Kinship is a family relationship; it constitutes the the oldest means of holding society together. Among Germanic peoples (including the Anglo-Saxons) anyone who killed a free man or woman immediately forced his kin to avenge the murder or to enforce payment of the "wergild" or compensation. The slayer's kin had to help pay the "wergild" or become involved in a feud. Kin were also bound to support each other's oaths before the law, but even in the early Anglo-Saxon period there was some skepticism about this practice, and "oath helpers" were sometimes required to be not one's kin but members of one's class instead. For all the importance of kinship in Anglo-Saxon society, the exact extend of one's kinship was not defined. In Roman law, however, kinship is defined very precisely. (Source: Stenton, Anglo-Saxon England, pages 315-17; AJF)

OFFICE

In the broad sense an ecclesiastical office is any employment that is exercised for a spiritual purpose, for example, that of sacristan. However, in the strict sense in which it is used here it is a position permanently established by divine or ecclesiastical law, conferred according to the norms of Canon Law and bearing with it some participation in the power of Orders or of jurisdiction... The definition of ecclesiastical office as found in the Code of Canon Law includes three elements: 1) a function -- an ability or capacity to perform certain actions tending to a spiritual goal; 2) a stable determination of the range and limits of this function through provisions made by Christ or by His Church; 3) a participation of ecclesiastical authority by those who exercise these functions (NCE 652).

SCRIPTORIUM

A place where manuscripts were written and copied.

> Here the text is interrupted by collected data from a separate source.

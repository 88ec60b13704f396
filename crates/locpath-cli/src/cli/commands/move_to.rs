//! `locpath move <path> [--query KEY=VALUE]...` – push a new active location.

use anyhow::Result;
use locpath_core::navigation::LocationSource;
use locpath_core::query::{self, Query, QueryOptions};

use super::CliLocator;

/// Builds a query from repeated `KEY=VALUE` arguments. Bracketed keys nest and
/// repeated keys collect into lists, exactly as in a URL query string.
pub fn query_from_args(args: &[String], options: &QueryOptions) -> Query {
    query::decode(&args.join("&"), options)
}

pub fn run_move(
    locator: &CliLocator,
    path: &str,
    args: &[String],
    options: &QueryOptions,
) -> Result<()> {
    let query = query_from_args(args, options);
    let id = locator
        .notifier()
        .subscribe(|| tracing::info!("location changed"));

    let moved = locator.move_to(path, &query);
    locator.notifier().unsubscribe(id);
    moved?;

    for entry in locator.navigator().entries() {
        println!("{entry}");
    }
    tracing::debug!("active location {}", locator.navigator().current_url());
    Ok(())
}
//! Joining path fragments.

use super::normalize::normalize;

/// Joins `fragments` with `/` and normalizes the result.
///
/// With fewer than two fragments, `cwd` is used as the base, so
/// `join_with(cwd, ["x"])` means "`x` relative to `cwd`". Empty leading
/// fragments add no separator.
pub fn join_with<I, S>(cwd: &str, fragments: I) -> String
where
    I: IntoIterator<Item = S>,
    S: AsRef<str>,
{
    let fragments: Vec<S> = fragments.into_iter().collect();

    let mut joined = String::new();
    if fragments.len() < 2 {
        joined.push_str(cwd);
    }
    for fragment in &fragments {
        if !joined.is_empty() {
            joined.push('/');
        }
        joined.push_str(fragment.as_ref());
    }

    normalize(&joined)
}

#[cfg(test)]
mod tests {
    use super::*;

    #[test]
    fn joins_and_resolves_parent() {
        assert_eq!(join_with("/cwd", ["/root/foo", "../bar"]), "/root/bar");
    }

    #[test]
    fn single_fragment_is_relative_to_cwd() {
        assert_eq!(join_with("/root/foo", ["bar"]), "/root/foo/bar");
        assert_eq!(join_with("/root/foo", ["../x"]), "/root/x");
    }

    #[test]
    fn no_fragments_normalizes_cwd() {
        assert_eq!(join_with("/root//foo/", Vec::<&str>::new()), "/root/foo/");
        assert_eq!(join_with("", Vec::<&str>::new()), ".");
    }

    #[test]
    fn empty_cwd_keeps_fragment_relative() {
        assert_eq!(join_with("", ["a/b"]), "a/b");
    }

    #[test]
    fn leading_empty_fragments_vanish() {
        assert_eq!(join_with("/cwd", ["", "a", "b"]), "a/b");
    }

    #[test]
    fn joins_urls() {
        assert_eq!(
            join_with("/cwd", ["http://example.com/a", "../b"]),
            "http://example.com/b"
        );
    }

    #[test]
    fn nested_join_matches_flat_join_for_absolute_base() {
        let cases = [
            ("/a", "b", "c"),
            ("/a/", "../b/", "./c"),
            ("/", "..", "x"),
            ("/x/y", "", "z/"),
        ];
        for (a, b, c) in cases {
            let flat = join_with("/cwd", [a, b, c]);
            let nested = join_with("/cwd", [join_with("/cwd", [a, b]).as_str(), c]);
            assert_eq!(flat, nested, "{a:?} {b:?} {c:?}");
        }
    }
}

In the West, most scriptoria seem to have been housed in monasteries until the late Middle Ages. Orders such as the Cistercians regulated the production of books in their scriptoria. Hence, characteristic palaeographical and codicological patterns sometimes allow scholars to group together isolated manuscripts and hypothesize their place of origin. The existence of permanent scriptoria in Byzantium is less certain. Scholars have linked small groups of manuscripts to imperial or monastic centers, and both types are documented. Private enterprise also produced manuscripts, perhaps on an ad hoc basis (DMA 119).

TYPOLOGY

Typology is an allegorical system for reading and for interpreting history. Strictly typological interpretations are four-fold, interpreting events on the literal or historical level, on a Christological level, then on a moral and finally the anagogical levels. For example, the Exodus was commonly understood in this four-fold sense: first, as a historical event recording the migration of the Israelites from Egypt; second, as an event in the life of Christ, corresponding to the descent into Hell (that is, Christ's spirit went from the Cross into Hell and led holy souls out of Hell into Heaven); this also corresponds to the soul's release from sin--it's "escape" to grace--through confession and penance; and finally the event looks to the escape of the soul from earthly life to eternal life. Not all events have been understood in this four-fold scheme, and medieval authors rarely invoked typology in its fullest sense; nonetheless. When a historical event is said to correspond to a scriptural event or an event in the life of Christ, it is being interpreted typologically.